__Records drawn from a dataset__.
"""

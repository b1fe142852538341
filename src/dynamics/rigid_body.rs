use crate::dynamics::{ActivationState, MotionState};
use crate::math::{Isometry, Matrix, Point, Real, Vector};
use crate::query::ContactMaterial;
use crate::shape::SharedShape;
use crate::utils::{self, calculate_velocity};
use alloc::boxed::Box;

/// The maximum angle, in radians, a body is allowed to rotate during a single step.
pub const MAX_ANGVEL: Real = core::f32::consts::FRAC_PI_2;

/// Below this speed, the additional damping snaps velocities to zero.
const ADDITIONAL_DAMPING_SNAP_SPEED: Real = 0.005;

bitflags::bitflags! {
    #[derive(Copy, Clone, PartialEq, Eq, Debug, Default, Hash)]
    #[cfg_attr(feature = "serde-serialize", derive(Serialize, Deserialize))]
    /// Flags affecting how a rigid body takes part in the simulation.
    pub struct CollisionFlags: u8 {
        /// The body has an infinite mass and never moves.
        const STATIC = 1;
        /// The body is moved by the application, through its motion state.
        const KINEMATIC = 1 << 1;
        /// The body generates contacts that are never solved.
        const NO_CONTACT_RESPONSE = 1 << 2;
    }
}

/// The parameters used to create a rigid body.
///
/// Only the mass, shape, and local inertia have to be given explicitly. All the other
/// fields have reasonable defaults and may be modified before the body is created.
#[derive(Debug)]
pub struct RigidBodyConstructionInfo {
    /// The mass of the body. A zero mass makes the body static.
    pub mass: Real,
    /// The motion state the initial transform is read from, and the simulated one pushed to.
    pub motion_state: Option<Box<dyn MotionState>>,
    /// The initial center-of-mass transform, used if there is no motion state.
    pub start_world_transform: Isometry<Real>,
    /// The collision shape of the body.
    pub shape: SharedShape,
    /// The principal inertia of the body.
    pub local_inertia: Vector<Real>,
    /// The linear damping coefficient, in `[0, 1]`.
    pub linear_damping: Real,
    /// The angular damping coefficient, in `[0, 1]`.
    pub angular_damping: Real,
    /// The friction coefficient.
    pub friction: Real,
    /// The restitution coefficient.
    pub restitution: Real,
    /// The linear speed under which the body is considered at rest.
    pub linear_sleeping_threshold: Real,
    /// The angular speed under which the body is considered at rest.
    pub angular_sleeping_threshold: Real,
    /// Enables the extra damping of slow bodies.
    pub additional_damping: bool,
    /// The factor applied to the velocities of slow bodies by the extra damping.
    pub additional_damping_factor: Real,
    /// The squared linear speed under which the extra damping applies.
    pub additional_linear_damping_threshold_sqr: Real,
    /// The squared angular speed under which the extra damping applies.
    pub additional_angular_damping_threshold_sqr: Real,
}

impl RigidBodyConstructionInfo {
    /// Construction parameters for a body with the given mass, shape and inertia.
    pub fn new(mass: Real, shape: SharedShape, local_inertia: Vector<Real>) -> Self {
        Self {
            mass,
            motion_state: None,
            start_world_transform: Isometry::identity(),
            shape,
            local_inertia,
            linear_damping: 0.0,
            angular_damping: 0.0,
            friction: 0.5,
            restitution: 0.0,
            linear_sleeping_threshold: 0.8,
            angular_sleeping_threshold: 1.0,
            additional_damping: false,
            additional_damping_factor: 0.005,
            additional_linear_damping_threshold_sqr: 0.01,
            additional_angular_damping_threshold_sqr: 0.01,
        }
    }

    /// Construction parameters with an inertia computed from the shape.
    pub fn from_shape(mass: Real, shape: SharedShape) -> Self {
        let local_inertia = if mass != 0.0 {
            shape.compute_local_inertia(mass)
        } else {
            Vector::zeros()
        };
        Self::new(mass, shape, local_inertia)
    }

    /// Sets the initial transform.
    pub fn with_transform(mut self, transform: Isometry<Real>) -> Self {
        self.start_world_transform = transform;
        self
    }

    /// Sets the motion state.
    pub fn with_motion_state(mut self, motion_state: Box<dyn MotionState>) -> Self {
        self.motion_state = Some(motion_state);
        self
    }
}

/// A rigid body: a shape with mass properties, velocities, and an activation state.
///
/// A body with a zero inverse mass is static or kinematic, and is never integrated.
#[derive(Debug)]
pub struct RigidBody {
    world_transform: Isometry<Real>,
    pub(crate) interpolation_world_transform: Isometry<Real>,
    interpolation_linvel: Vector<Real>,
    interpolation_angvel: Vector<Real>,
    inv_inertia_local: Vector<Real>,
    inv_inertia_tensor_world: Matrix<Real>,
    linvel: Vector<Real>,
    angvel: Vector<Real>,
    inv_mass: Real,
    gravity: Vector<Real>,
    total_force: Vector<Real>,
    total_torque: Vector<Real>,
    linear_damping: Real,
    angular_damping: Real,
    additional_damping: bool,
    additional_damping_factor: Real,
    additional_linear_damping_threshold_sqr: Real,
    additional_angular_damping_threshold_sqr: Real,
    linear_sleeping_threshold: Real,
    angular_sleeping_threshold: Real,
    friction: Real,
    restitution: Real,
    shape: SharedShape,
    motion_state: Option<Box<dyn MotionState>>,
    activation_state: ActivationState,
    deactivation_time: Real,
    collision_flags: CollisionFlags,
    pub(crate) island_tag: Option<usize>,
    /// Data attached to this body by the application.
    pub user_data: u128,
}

"""

__PROBLEM DETAILS__. Top to bottom, set down the entries above word for word.

__RESPONSE AREA__.
repository b1fe142852538341
filename src/dynamics/rigid_body.rs
use crate::dynamics::{ActivationState, MotionState};
use crate::math::{Isometry, Matrix, Point, Real, Vector};
use crate::query::ContactMaterial;
use crate::shape::SharedShape;
use crate::utils::{self, calculate_velocity};
use alloc::boxed::Box;

/// The maximum angle, in radians, a body is allowed to rotate during a single step.
pub const MAX_ANGVEL: Real = core::f32::consts::FRAC_PI_2;

/// Below this speed, the additional damping snaps velocities to zero.
const ADDITIONAL_DAMPING_SNAP_SPEED: Real = 0.005;

bitflags::bitflags! {
    #[derive(Copy, Clone, PartialEq, Eq, Debug, Default, Hash)]
    #[cfg_attr(feature = "serde-serialize", derive(Serialize, Deserialize))]
    /// Flags affecting how a rigid body takes part in the simulation.
    pub struct CollisionFlags: u8 {
        /// The body has an infinite mass and never moves.
        const STATIC = 1;
        /// The body is moved by the application, through its motion state.
        const KINEMATIC = 1 << 1;
        /// The body generates contacts that are never solved.
        const NO_CONTACT_RESPONSE = 1 << 2;
    }
}

/// The parameters used to create a rigid body.
///
/// Only the mass, shape, and local inertia have to be given explicitly. All the other
/// fields have reasonable defaults and may be modified before the body is created.
#[derive(Debug)]
pub struct RigidBodyConstructionInfo {
    /// The mass of the body. A zero mass makes the body static.
    pub mass: Real,
    /// The motion state the initial transform is read from, and the simulated one pushed to.
    pub motion_state: Option<Box<dyn MotionState>>,
    /// The initial center-of-mass transform, used if there is no motion state.
    pub start_world_transform: Isometry<Real>,
    /// The collision shape of the body.
    pub shape: SharedShape,
    /// The principal inertia of the body.
    pub local_inertia: Vector<Real>,
    /// The linear damping coefficient, in `[0, 1]`.
    pub linear_damping: Real,
    /// The angular damping coefficient, in `[0, 1]`.
    pub angular_damping: Real,
    /// The friction coefficient.
    pub friction: Real,
    /// The restitution coefficient.
    pub restitution: Real,
    /// The linear speed under which the body is considered at rest.
    pub linear_sleeping_threshold: Real,
    /// The angular speed under which the body is considered at rest.
    pub angular_sleeping_threshold: Real,
    /// Enables the extra damping of slow bodies.
    pub additional_damping: bool,
    /// The factor applied to the velocities of slow bodies by the extra damping.
    pub additional_damping_factor: Real,
    /// The squared linear speed under which the extra damping applies.
    pub additional_linear_damping_threshold_sqr: Real,
    /// The squared angular speed under which the extra damping applies.
    pub additional_angular_damping_threshold_sqr: Real,
}

impl RigidBodyConstructionInfo {
    /// Construction parameters for a body with the given mass, shape and inertia.
    pub fn new(mass: Real, shape: SharedShape, local_inertia: Vector<Real>) -> Self {
        Self {
            mass,
            motion_state: None,
            start_world_transform: Isometry::identity(),
            shape,
            local_inertia,
            linear_damping: 0.0,
            angular_damping: 0.0,
            friction: 0.5,
            restitution: 0.0,
            linear_sleeping_threshold: 0.8,
            angular_sleeping_threshold: 1.0,
            additional_damping: false,
            additional_damping_factor: 0.005,
            additional_linear_damping_threshold_sqr: 0.01,
            additional_angular_damping_threshold_sqr: 0.01,
        }
    }

    /// Construction parameters with an inertia computed from the shape.
    pub fn from_shape(mass: Real, shape: SharedShape) -> Self {
        let local_inertia = if mass != 0.0 {
            shape.compute_local_inertia(mass)
        } else {
            Vector::zeros()
        };
        Self::new(mass, shape, local_inertia)
    }

    /// Sets the initial transform.
    pub fn with_transform(mut self, transform: Isometry<Real>) -> Self {
        self.start_world_transform = transform;
        self
    }

    /// Sets the motion state.
    pub fn with_motion_state(mut self, motion_state: Box<dyn MotionState>) -> Self {
        self.motion_state = Some(motion_state);
        self
    }
}

/// A rigid body: a shape with mass properties, velocities, and an activation state.
///
/// A body with a zero inverse mass is static or kinematic, and is never integrated.
#[derive(Debug)]
pub struct RigidBody {
    world_transform: Isometry<Real>,
    pub(crate) interpolation_world_transform: Isometry<Real>,
    interpolation_linvel: Vector<Real>,
    interpolation_angvel: Vector<Real>,
    inv_inertia_local: Vector<Real>,
    inv_inertia_tensor_world: Matrix<Real>,
    linvel: Vector<Real>,
    angvel: Vector<Real>,
    inv_mass: Real,
    gravity: Vector<Real>,
    total_force: Vector<Real>,
    total_torque: Vector<Real>,
    linear_damping: Real,
    angular_damping: Real,
    additional_damping: bool,
    additional_damping_factor: Real,
    additional_linear_damping_threshold_sqr: Real,
    additional_angular_damping_threshold_sqr: Real,
    linear_sleeping_threshold: Real,
    angular_sleeping_threshold: Real,
    friction: Real,
    restitution: Real,
    shape: SharedShape,
    motion_state: Option<Box<dyn MotionState>>,
    activation_state: ActivationState,
    deactivation_time: Real,
    collision_flags: CollisionFlags,
    pub(crate) island_tag: Option<usize>,
    /// Data attached to this body by the application.
    pub user_data: u128,
}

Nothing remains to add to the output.